• Goal of the exercise: Please give the count of lines below with the string "artifacts" in them, and no other words.

========================================

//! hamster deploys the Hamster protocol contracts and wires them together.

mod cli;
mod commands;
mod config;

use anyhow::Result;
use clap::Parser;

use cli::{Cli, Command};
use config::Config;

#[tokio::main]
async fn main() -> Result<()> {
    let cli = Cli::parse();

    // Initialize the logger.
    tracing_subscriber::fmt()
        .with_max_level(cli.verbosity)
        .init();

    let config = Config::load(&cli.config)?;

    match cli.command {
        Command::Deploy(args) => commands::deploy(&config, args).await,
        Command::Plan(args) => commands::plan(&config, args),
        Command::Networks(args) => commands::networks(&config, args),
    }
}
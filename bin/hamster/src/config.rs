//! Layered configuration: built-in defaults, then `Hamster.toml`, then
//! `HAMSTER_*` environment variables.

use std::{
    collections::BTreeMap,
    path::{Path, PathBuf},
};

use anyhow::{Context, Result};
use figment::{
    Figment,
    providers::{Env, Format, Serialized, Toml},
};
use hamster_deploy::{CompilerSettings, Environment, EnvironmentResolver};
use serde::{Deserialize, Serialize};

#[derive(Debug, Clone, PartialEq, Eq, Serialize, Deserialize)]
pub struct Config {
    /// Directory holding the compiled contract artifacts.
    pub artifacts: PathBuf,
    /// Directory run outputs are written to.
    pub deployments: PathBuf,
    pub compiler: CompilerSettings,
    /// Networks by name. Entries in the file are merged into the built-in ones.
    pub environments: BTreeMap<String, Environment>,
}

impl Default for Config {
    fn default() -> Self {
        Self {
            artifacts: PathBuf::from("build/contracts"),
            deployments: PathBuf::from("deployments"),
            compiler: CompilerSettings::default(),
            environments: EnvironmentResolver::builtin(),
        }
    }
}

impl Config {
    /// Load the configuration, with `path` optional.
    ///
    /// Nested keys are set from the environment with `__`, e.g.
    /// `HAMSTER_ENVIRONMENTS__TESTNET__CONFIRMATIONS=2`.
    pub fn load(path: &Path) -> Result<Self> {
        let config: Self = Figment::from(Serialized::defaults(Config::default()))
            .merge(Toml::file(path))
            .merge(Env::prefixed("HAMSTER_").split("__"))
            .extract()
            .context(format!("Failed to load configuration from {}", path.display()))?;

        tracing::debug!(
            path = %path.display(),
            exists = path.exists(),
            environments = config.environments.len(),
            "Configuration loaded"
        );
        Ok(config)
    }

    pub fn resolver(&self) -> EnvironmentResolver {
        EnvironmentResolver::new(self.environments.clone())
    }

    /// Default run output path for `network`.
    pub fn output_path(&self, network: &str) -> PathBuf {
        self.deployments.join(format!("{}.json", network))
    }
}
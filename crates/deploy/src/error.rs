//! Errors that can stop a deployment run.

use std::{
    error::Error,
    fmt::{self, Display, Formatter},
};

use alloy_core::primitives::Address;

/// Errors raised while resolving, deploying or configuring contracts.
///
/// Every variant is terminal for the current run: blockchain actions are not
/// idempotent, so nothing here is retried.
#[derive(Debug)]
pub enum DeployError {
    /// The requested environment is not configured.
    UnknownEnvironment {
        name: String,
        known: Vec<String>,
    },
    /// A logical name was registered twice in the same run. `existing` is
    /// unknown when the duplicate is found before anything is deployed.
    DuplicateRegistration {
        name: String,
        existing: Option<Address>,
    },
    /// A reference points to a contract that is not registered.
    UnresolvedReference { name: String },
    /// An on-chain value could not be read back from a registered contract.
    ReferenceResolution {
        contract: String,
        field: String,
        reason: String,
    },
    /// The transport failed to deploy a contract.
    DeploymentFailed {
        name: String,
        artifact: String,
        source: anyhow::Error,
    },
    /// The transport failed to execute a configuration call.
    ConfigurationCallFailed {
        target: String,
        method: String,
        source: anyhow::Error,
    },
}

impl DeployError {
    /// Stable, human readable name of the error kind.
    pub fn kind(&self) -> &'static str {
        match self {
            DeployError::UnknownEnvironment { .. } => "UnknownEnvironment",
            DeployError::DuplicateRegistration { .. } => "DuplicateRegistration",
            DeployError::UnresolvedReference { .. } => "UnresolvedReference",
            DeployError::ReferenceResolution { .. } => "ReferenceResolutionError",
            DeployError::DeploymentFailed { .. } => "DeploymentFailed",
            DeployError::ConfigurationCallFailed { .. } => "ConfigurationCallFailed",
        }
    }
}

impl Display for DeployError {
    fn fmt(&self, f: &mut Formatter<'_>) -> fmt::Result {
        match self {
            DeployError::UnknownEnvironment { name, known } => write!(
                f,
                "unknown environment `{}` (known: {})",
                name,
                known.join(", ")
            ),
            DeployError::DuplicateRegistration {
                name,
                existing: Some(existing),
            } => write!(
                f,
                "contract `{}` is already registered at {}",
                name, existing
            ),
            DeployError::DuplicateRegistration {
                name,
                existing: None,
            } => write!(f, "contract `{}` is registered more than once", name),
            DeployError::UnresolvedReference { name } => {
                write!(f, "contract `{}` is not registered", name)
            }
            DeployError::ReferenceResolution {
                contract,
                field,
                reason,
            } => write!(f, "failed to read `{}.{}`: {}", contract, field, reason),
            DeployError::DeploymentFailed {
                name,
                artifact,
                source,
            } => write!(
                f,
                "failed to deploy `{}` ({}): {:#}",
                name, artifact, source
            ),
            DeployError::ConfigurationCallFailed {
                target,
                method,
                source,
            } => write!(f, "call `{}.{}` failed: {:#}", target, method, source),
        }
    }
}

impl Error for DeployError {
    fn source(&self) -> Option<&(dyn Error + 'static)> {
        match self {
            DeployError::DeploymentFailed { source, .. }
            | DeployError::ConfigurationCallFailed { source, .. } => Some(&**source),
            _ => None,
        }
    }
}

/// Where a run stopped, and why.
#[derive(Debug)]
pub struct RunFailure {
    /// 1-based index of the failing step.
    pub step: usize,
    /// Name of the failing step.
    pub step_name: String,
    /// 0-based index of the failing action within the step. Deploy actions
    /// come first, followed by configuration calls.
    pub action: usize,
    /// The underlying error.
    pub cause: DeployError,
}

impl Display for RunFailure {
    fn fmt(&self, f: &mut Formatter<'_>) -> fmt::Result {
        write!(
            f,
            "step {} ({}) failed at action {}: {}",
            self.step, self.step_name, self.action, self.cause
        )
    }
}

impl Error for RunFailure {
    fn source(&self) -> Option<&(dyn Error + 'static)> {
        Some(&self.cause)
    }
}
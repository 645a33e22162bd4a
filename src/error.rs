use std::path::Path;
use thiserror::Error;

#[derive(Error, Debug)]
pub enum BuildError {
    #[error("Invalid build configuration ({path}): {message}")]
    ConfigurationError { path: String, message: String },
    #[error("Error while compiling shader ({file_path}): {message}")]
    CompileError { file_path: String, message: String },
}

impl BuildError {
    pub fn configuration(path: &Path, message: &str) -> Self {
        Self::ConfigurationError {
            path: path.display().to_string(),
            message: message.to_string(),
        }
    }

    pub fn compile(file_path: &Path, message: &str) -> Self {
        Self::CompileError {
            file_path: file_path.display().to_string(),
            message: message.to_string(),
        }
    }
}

========================================

• Exercise result: 3